##### Data for review #####

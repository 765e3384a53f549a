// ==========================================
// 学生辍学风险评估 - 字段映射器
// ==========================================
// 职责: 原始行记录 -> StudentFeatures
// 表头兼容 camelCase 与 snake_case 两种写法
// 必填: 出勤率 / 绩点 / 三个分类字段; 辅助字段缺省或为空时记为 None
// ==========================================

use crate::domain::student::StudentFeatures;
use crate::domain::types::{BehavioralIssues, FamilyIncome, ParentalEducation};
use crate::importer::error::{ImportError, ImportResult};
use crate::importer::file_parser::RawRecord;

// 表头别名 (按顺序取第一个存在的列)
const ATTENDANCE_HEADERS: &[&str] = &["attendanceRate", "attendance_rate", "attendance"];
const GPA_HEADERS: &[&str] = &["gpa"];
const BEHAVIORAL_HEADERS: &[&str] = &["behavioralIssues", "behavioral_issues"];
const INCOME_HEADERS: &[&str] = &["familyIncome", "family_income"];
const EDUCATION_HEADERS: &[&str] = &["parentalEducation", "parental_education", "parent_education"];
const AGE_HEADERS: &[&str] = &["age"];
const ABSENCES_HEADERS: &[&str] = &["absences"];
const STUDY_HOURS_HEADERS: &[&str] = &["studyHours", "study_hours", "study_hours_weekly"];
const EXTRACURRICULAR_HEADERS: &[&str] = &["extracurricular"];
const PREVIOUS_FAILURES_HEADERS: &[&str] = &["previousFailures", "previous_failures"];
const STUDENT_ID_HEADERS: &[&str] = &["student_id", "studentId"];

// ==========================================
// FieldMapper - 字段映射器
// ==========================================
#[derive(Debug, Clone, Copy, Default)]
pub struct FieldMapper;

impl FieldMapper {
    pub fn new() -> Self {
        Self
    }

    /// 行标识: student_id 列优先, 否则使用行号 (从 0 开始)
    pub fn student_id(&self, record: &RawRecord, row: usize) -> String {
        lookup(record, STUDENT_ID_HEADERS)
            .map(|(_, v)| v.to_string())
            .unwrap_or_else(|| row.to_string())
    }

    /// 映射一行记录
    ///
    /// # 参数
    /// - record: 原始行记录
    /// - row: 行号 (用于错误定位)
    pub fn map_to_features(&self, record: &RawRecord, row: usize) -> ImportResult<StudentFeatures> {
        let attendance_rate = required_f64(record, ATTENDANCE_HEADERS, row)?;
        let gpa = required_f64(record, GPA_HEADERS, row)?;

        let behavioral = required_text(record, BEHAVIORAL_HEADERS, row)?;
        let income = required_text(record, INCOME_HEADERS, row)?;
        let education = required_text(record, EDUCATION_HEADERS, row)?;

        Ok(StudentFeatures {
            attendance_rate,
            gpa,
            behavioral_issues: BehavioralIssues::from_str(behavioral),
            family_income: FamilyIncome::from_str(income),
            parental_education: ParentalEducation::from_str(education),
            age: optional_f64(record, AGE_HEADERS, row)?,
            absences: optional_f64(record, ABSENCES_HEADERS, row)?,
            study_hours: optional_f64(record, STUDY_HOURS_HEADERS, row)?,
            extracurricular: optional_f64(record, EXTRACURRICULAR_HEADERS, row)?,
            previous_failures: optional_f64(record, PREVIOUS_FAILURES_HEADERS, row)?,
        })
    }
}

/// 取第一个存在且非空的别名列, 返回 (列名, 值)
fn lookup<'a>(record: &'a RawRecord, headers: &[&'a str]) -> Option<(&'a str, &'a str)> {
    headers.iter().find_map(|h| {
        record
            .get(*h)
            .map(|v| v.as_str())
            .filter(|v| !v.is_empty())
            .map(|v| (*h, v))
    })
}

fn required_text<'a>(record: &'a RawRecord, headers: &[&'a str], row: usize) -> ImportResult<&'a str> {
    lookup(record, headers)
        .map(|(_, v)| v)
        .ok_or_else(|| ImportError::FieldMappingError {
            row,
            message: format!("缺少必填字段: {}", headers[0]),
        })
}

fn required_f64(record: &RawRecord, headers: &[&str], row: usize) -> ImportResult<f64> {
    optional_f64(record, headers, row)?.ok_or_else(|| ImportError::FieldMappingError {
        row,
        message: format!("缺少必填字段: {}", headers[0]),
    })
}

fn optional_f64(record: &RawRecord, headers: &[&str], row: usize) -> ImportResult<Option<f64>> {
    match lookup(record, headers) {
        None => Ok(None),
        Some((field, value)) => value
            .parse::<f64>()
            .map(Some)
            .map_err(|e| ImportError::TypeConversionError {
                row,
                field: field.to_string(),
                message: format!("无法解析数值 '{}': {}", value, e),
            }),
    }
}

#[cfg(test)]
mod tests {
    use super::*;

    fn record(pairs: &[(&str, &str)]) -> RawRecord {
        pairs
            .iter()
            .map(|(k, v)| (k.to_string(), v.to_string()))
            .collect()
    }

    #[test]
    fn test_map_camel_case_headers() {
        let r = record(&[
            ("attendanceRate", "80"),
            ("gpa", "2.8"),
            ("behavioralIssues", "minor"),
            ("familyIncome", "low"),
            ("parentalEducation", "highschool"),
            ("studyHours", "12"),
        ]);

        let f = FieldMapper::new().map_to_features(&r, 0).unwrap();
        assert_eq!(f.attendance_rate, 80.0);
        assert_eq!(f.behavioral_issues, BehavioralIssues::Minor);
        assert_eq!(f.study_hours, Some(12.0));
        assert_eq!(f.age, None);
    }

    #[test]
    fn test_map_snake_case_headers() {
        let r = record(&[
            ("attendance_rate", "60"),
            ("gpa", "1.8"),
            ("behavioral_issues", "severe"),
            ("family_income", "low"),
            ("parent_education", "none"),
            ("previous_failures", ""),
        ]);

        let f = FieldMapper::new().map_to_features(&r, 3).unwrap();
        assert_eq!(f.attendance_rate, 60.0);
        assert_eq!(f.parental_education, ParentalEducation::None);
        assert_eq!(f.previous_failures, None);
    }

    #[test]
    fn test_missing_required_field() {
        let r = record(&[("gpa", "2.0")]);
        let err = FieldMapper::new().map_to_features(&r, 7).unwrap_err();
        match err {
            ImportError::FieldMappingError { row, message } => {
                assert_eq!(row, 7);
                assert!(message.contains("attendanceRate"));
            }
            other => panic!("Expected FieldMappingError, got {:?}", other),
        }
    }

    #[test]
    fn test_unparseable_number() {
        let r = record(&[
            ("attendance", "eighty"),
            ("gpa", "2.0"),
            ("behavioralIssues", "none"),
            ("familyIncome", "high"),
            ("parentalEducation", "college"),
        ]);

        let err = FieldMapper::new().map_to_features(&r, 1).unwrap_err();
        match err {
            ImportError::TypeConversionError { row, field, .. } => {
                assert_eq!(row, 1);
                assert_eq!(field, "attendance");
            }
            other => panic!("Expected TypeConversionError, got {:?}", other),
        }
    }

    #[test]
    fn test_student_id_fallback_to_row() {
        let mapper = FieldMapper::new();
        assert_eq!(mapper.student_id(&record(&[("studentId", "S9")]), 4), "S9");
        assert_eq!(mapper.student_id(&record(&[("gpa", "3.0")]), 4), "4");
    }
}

#####

*Problem requirements*. An exact copy of all the entries above is what is needed.

*Result of the exercise*.
repository 765e3384a53f549a
// ==========================================
// 学生辍学风险评估 - 字段映射器
// ==========================================
// 职责: 原始行记录 -> StudentFeatures
// 表头兼容 camelCase 与 snake_case 两种写法
// 必填: 出勤率 / 绩点 / 三个分类字段; 辅助字段缺省或为空时记为 None
// ==========================================

use crate::domain::student::StudentFeatures;
use crate::domain::types::{BehavioralIssues, FamilyIncome, ParentalEducation};
use crate::importer::error::{ImportError, ImportResult};
use crate::importer::file_parser::RawRecord;

// 表头别名 (按顺序取第一个存在的列)
const ATTENDANCE_HEADERS: &[&str] = &["attendanceRate", "attendance_rate", "attendance"];
const GPA_HEADERS: &[&str] = &["gpa"];
const BEHAVIORAL_HEADERS: &[&str] = &["behavioralIssues", "behavioral_issues"];
const INCOME_HEADERS: &[&str] = &["familyIncome", "family_income"];
const EDUCATION_HEADERS: &[&str] = &["parentalEducation", "parental_education", "parent_education"];
const AGE_HEADERS: &[&str] = &["age"];
const ABSENCES_HEADERS: &[&str] = &["absences"];
const STUDY_HOURS_HEADERS: &[&str] = &["studyHours", "study_hours", "study_hours_weekly"];
const EXTRACURRICULAR_HEADERS: &[&str] = &["extracurricular"];
const PREVIOUS_FAILURES_HEADERS: &[&str] = &["previousFailures", "previous_failures"];
const STUDENT_ID_HEADERS: &[&str] = &["student_id", "studentId"];

// ==========================================
// FieldMapper - 字段映射器
// ==========================================
#[derive(Debug, Clone, Copy, Default)]
pub struct FieldMapper;

impl FieldMapper {
    pub fn new() -> Self {
        Self
    }

    /// 行标识: student_id 列优先, 否则使用行号 (从 0 开始)
    pub fn student_id(&self, record: &RawRecord, row: usize) -> String {
        lookup(record, STUDENT_ID_HEADERS)
            .map(|(_, v)| v.to_string())
            .unwrap_or_else(|| row.to_string())
    }

    /// 映射一行记录
    ///
    /// # 参数
    /// - record: 原始行记录
    /// - row: 行号 (用于错误定位)
    pub fn map_to_features(&self, record: &RawRecord, row: usize) -> ImportResult<StudentFeatures> {
        let attendance_rate = required_f64(record, ATTENDANCE_HEADERS, row)?;
        let gpa = required_f64(record, GPA_HEADERS, row)?;

        let behavioral = required_text(record, BEHAVIORAL_HEADERS, row)?;
        let income = required_text(record, INCOME_HEADERS, row)?;
        let education = required_text(record, EDUCATION_HEADERS, row)?;

        Ok(StudentFeatures {
            attendance_rate,
            gpa,
            behavioral_issues: BehavioralIssues::from_str(behavioral),
            family_income: FamilyIncome::from_str(income),
            parental_education: ParentalEducation::from_str(education),
            age: optional_f64(record, AGE_HEADERS, row)?,
            absences: optional_f64(record, ABSENCES_HEADERS, row)?,
            study_hours: optional_f64(record, STUDY_HOURS_HEADERS, row)?,
            extracurricular: optional_f64(record, EXTRACURRICULAR_HEADERS, row)?,
            previous_failures: optional_f64(record, PREVIOUS_FAILURES_HEADERS, row)?,
        })
    }
}

/// 取第一个存在且非空的别名列, 返回 (列名, 值)
fn lookup<'a>(record: &'a RawRecord, headers: &[&'a str]) -> Option<(&'a str, &'a str)> {
    headers.iter().find_map(|h| {
        record
            .get(*h)
            .map(|v| v.as_str())
            .filter(|v| !v.is_empty())
            .map(|v| (*h, v))
    })
}

fn required_text<'a>(record: &'a RawRecord, headers: &[&'a str], row: usize) -> ImportResult<&'a str> {
    lookup(record, headers)
        .map(|(_, v)| v)
        .ok_or_else(|| ImportError::FieldMappingError {
            row,
            message: format!("缺少必填字段: {}", headers[0]),
        })
}

fn required_f64(record: &RawRecord, headers: &[&str], row: usize) -> ImportResult<f64> {
    optional_f64(record, headers, row)?.ok_or_else(|| ImportError::FieldMappingError {
        row,
        message: format!("缺少必填字段: {}", headers[0]),
    })
}

fn optional_f64(record: &RawRecord, headers: &[&str], row: usize) -> ImportResult<Option<f64>> {
    match lookup(record, headers) {
        None => Ok(None),
        Some((field, value)) => value
            .parse::<f64>()
            .map(Some)
            .map_err(|e| ImportError::TypeConversionError {
                row,
                field: field.to_string(),
                message: format!("无法解析数值 '{}': {}", value, e),
            }),
    }
}

#[cfg(test)]
mod tests {
    use super::*;

    fn record(pairs: &[(&str, &str)]) -> RawRecord {
        pairs
            .iter()
            .map(|(k, v)| (k.to_string(), v.to_string()))
            .collect()
    }

    #[test]
    fn test_map_camel_case_headers() {
        let r = record(&[
            ("attendanceRate", "80"),
            ("gpa", "2.8"),
            ("behavioralIssues", "minor"),
            ("familyIncome", "low"),
            ("parentalEducation", "highschool"),
            ("studyHours", "12"),
        ]);

        let f = FieldMapper::new().map_to_features(&r, 0).unwrap();
        assert_eq!(f.attendance_rate, 80.0);
        assert_eq!(f.behavioral_issues, BehavioralIssues::Minor);
        assert_eq!(f.study_hours, Some(12.0));
        assert_eq!(f.age, None);
    }

    #[test]
    fn test_map_snake_case_headers() {
        let r = record(&[
            ("attendance_rate", "60"),
            ("gpa", "1.8"),
            ("behavioral_issues", "severe"),
            ("family_income", "low"),
            ("parent_education", "none"),
            ("previous_failures", ""),
        ]);

        let f = FieldMapper::new().map_to_features(&r, 3).unwrap();
        assert_eq!(f.attendance_rate, 60.0);
        assert_eq!(f.parental_education, ParentalEducation::None);
        assert_eq!(f.previous_failures, None);
    }

    #[test]
    fn test_missing_required_field() {
        let r = record(&[("gpa", "2.0")]);
        let err = FieldMapper::new().map_to_features(&r, 7).unwrap_err();
        match err {
            ImportError::FieldMappingError { row, message } => {
                assert_eq!(row, 7);
                assert!(message.contains("attendanceRate"));
            }
            other => panic!("Expected FieldMappingError, got {:?}", other),
        }
    }

    #[test]
    fn test_unparseable_number() {
        let r = record(&[
            ("attendance", "eighty"),
            ("gpa", "2.0"),
            ("behavioralIssues", "none"),
            ("familyIncome", "high"),
            ("parentalEducation", "college"),
        ]);

        let err = FieldMapper::new().map_to_features(&r, 1).unwrap_err();
        match err {
            ImportError::TypeConversionError { row, field, .. } => {
                assert_eq!(row, 1);
                assert_eq!(field, "attendance");
            }
            other => panic!("Expected TypeConversionError, got {:?}", other),
        }
    }

    #[test]
    fn test_student_id_fallback_to_row() {
        let mapper = FieldMapper::new();
        assert_eq!(mapper.student_id(&record(&[("studentId", "S9")]), 4), "S9");
        assert_eq!(mapper.student_id(&record(&[("gpa", "3.0")]), 4), "4");
    }
}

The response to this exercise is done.